-- Opening Marker --
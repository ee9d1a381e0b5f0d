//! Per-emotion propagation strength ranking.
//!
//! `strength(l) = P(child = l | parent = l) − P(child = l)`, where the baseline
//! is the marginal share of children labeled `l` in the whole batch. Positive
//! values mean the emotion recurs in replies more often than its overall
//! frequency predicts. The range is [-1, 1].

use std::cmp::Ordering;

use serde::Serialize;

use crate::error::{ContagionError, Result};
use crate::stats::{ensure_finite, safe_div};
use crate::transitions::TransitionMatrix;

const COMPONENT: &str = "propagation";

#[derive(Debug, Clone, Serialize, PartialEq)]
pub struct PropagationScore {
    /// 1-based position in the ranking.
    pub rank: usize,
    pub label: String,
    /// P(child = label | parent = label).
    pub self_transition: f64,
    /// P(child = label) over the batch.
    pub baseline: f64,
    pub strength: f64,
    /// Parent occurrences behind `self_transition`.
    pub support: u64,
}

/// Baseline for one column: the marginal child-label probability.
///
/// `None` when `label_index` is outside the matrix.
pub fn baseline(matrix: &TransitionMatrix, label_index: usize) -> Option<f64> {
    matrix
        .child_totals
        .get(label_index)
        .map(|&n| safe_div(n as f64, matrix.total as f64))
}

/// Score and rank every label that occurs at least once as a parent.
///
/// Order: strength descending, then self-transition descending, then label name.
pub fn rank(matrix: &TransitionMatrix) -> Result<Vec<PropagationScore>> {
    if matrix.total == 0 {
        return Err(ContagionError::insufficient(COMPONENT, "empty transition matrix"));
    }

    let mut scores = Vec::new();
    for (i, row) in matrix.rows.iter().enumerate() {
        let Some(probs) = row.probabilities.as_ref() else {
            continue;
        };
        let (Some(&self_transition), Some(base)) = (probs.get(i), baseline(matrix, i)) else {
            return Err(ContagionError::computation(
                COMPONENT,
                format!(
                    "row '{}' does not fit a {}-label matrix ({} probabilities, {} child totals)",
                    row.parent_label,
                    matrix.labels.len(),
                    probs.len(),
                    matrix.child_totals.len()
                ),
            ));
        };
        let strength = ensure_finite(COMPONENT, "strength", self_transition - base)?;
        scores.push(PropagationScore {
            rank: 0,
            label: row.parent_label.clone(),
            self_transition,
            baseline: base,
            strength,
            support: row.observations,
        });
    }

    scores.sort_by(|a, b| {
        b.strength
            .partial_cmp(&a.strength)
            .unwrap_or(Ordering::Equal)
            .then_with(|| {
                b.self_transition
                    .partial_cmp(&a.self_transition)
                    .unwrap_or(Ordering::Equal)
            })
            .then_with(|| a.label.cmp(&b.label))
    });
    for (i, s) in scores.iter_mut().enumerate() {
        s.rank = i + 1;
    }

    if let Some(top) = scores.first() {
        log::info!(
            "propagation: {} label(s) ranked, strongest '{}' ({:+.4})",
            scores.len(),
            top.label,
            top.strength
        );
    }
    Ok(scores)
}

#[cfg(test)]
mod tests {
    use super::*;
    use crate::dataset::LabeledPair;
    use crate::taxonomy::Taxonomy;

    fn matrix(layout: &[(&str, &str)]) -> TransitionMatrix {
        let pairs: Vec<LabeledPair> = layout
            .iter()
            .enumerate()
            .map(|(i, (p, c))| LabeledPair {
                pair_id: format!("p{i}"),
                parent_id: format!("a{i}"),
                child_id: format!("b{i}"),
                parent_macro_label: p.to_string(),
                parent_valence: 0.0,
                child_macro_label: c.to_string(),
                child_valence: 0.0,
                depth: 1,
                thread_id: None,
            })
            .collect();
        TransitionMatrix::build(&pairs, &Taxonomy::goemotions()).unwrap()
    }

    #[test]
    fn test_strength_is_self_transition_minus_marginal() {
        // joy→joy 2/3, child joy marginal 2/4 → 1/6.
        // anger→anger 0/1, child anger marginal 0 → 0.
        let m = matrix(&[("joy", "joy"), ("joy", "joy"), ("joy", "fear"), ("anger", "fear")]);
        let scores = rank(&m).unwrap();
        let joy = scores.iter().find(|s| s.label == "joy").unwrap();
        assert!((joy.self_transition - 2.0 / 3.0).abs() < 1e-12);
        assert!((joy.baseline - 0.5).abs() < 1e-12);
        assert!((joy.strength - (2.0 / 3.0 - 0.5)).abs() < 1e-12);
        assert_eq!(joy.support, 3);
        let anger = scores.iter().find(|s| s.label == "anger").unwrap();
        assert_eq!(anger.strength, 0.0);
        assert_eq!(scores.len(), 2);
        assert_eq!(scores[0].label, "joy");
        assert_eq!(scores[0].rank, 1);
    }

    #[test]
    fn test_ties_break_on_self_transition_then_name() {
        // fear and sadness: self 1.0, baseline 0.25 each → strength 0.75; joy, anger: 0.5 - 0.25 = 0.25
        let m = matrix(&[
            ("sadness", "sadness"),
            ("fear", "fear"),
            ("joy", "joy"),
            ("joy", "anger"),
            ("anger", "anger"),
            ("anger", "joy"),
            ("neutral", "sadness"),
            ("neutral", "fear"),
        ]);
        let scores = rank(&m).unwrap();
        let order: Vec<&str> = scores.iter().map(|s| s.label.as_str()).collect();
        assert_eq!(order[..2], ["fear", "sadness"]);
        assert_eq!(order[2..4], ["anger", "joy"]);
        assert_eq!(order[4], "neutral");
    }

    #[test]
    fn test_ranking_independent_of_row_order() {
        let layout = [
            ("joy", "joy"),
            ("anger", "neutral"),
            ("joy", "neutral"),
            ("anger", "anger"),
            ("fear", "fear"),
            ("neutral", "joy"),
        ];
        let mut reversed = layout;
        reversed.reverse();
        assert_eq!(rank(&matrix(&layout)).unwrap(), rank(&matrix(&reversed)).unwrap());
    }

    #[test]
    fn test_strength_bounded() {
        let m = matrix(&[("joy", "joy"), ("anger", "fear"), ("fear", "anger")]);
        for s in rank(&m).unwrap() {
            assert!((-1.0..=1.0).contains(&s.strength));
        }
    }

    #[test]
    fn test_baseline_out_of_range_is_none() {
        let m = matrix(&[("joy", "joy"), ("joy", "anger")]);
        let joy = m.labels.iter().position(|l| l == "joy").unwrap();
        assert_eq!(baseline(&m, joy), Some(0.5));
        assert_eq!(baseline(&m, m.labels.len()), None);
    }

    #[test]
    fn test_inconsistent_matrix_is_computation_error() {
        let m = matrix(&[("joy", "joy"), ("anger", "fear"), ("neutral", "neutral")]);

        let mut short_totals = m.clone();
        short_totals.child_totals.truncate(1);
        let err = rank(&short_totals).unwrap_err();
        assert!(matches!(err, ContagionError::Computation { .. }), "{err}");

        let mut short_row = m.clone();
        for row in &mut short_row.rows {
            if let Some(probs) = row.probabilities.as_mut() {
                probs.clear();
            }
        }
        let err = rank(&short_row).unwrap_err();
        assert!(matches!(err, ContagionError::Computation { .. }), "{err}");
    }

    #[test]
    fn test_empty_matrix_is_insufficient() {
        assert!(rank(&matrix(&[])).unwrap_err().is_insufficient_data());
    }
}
-- Closing Marker --
-- Opening Marker --
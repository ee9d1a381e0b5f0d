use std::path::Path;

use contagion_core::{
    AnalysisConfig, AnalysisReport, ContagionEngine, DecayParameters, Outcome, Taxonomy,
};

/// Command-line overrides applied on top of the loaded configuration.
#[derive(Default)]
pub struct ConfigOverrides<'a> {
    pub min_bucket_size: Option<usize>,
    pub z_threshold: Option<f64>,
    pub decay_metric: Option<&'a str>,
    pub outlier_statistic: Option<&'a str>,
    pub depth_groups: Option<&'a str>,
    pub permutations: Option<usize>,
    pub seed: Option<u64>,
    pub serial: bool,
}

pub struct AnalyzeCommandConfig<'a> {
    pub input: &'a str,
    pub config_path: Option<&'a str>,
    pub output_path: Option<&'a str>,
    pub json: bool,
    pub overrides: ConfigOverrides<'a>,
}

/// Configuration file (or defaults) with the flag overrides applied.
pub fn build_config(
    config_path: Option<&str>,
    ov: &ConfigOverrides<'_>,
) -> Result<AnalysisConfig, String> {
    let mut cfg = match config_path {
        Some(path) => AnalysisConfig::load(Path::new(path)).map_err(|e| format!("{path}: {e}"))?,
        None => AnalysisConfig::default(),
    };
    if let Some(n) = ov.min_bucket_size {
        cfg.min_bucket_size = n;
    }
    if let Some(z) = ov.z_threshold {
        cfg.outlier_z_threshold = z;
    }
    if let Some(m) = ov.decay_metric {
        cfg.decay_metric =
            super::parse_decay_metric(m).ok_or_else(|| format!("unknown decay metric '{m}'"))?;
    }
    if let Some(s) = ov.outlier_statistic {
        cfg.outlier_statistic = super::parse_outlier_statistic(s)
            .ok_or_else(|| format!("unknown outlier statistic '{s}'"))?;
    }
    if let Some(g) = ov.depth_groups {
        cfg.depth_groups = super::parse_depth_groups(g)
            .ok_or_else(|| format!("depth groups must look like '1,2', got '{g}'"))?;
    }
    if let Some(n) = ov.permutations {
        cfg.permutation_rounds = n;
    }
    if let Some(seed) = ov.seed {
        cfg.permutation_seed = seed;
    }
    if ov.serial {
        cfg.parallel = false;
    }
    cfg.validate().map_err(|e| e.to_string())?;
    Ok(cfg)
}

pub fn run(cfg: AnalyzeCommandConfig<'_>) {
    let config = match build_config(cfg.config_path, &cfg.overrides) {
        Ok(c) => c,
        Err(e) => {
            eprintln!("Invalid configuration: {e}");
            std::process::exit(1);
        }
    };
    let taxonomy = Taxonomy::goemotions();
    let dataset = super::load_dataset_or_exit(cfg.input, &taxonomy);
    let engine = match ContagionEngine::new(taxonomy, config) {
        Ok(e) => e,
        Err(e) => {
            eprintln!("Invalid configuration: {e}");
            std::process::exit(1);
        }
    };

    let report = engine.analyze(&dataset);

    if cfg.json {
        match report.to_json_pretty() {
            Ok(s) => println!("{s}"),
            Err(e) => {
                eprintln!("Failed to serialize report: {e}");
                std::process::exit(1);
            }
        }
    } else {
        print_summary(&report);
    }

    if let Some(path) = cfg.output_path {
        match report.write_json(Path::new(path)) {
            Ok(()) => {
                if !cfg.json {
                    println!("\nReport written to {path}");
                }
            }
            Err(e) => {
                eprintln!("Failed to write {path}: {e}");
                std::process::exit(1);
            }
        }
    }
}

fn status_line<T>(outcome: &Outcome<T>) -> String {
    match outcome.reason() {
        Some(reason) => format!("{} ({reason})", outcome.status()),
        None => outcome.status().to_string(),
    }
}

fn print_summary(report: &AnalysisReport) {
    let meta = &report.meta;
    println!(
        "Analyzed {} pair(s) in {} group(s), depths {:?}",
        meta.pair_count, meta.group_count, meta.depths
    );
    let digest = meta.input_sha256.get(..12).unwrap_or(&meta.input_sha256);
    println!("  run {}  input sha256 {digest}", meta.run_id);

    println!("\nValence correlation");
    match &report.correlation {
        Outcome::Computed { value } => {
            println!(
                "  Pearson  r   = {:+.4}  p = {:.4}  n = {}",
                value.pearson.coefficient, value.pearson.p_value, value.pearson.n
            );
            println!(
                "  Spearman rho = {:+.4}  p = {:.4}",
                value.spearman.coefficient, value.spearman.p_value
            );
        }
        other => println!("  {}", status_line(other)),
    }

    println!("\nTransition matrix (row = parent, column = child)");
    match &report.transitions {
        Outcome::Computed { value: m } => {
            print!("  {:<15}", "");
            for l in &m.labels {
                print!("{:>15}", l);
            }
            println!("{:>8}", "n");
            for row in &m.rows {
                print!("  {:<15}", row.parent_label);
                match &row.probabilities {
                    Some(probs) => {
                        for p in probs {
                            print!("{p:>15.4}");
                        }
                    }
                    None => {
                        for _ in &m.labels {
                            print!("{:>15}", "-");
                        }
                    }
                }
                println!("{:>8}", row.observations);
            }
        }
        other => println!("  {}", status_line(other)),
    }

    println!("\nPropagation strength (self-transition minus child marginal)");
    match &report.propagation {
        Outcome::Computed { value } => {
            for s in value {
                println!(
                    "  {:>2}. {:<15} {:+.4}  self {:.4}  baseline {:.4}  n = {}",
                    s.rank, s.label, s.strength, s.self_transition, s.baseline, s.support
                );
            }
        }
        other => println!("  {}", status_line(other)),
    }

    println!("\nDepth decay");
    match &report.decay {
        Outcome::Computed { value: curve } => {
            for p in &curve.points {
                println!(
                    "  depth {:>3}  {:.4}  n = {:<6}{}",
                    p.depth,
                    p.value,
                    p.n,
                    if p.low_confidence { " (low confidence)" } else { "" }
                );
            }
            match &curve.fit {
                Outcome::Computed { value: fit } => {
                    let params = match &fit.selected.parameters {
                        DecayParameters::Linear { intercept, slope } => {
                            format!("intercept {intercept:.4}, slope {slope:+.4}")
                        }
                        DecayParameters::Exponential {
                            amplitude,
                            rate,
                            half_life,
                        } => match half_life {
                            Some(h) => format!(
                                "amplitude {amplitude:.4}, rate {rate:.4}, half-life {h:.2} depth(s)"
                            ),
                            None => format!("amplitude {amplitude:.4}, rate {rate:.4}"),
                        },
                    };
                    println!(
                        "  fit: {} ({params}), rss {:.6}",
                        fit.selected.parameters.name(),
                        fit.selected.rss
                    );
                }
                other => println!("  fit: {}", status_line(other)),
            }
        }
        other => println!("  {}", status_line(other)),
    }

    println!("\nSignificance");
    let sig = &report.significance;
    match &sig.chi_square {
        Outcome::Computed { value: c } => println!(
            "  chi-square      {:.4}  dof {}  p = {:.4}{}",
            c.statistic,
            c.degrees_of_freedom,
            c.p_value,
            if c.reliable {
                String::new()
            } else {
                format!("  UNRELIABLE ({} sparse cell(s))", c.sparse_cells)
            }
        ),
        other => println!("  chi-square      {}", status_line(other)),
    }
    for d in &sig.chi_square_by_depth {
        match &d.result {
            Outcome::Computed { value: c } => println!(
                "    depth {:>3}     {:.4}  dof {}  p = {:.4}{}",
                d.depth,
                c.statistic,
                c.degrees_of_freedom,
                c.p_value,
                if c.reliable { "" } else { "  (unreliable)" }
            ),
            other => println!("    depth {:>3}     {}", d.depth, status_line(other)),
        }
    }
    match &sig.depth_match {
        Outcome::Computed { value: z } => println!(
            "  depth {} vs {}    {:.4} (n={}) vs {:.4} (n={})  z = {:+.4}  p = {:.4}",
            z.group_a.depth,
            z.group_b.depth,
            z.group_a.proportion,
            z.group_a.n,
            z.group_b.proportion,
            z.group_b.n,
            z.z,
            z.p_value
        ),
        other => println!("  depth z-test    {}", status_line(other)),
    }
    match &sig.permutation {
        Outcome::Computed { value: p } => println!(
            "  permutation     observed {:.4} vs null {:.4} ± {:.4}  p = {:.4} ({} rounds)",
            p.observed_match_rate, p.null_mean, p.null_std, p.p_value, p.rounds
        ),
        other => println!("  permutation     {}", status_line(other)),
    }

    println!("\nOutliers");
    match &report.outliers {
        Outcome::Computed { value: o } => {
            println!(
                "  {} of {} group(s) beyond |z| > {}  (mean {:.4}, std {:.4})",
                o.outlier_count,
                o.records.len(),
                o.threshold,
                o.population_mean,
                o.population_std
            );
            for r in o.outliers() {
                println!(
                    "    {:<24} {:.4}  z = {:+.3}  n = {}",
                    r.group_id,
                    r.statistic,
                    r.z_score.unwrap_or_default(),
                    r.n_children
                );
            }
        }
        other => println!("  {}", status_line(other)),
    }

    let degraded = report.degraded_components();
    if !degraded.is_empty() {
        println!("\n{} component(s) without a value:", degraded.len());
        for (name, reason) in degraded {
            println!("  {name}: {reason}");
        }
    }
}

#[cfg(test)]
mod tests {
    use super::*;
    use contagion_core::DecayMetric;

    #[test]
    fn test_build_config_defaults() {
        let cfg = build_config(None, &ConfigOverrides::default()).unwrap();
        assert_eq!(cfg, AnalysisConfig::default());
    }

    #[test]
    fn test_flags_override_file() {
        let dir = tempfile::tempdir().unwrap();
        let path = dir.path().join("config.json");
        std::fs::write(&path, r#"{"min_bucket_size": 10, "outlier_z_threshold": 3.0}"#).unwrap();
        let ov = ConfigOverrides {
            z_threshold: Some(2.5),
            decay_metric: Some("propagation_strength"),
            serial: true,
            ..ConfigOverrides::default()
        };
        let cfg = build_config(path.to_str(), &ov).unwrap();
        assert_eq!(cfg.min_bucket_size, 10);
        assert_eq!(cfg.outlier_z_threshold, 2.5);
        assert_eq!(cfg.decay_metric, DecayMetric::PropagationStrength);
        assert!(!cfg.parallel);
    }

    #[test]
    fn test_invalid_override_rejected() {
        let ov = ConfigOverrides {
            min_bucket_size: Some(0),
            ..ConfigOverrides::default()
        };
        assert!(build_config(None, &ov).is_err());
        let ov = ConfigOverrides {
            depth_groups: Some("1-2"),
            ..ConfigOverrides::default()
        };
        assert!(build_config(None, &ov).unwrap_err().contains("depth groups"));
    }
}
-- Closing Marker --
Lines holding the word "meta" are the answer; copy each one from the records above.

# Answer for this exercise
    let meta = &report.meta;
        meta.pair_count, meta.group_count, meta.depths
    let digest = meta.input_sha256.get(..12).unwrap_or(&meta.input_sha256);
    println!("  run {}  input sha256 {digest}", meta.run_id);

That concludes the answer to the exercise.